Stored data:
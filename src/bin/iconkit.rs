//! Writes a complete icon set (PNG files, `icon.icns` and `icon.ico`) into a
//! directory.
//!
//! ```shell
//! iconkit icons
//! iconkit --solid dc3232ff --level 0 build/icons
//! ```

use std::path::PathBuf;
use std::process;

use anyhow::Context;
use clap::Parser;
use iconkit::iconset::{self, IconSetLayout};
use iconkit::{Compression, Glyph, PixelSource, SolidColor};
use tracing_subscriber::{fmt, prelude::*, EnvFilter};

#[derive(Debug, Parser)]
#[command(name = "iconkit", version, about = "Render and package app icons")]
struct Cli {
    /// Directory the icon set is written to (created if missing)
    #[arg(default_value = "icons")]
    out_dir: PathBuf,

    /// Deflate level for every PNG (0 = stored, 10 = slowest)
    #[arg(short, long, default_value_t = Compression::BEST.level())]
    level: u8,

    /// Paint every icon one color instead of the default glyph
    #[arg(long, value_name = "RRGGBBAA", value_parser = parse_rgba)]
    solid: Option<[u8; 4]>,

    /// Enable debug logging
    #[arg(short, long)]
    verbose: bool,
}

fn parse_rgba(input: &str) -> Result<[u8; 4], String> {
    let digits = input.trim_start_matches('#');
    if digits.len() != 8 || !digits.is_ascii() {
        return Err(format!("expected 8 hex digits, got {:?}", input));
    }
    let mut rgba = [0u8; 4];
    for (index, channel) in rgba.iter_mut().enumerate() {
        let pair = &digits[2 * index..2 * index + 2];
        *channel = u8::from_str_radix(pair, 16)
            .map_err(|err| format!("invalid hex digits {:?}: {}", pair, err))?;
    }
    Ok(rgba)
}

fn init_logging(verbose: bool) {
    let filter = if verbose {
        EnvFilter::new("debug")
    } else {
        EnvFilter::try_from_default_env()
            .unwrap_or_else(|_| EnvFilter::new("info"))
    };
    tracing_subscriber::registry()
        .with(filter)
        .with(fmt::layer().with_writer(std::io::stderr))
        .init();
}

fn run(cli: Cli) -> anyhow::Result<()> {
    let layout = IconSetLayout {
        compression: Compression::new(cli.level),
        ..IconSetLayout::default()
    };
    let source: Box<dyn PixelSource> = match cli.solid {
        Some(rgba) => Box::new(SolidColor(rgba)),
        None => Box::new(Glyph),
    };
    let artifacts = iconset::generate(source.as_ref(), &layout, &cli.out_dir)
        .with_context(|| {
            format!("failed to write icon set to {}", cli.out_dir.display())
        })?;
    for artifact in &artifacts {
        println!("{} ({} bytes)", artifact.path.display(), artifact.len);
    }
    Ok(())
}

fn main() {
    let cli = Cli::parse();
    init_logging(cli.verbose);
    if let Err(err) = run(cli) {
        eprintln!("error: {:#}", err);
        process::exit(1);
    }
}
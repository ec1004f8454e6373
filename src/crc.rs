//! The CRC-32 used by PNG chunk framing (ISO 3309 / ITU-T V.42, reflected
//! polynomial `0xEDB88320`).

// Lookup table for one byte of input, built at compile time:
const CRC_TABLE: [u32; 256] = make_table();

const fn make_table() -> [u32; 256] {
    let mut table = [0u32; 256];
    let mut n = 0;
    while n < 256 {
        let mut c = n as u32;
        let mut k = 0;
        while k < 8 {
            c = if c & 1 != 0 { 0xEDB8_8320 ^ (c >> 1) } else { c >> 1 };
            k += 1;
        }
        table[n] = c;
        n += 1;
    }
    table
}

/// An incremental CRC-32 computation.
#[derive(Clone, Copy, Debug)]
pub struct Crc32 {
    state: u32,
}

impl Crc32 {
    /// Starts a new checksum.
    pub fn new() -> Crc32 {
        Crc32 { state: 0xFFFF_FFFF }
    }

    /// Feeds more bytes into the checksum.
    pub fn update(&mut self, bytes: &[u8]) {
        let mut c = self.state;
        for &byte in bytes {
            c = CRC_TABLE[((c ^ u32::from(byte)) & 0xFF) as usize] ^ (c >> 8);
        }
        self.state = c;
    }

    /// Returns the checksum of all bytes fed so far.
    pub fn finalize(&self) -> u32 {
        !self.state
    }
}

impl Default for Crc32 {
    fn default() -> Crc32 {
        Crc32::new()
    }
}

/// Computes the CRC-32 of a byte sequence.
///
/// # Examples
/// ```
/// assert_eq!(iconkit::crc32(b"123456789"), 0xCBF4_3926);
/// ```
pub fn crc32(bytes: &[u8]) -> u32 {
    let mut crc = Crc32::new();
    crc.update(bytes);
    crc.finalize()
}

Your objective. Every line with "into" in it should be copied from the entries above.

Task answer.
//! Writes a complete icon set (PNG files, `icon.icns` and `icon.ico`) into a
    /// Feeds more bytes into the checksum.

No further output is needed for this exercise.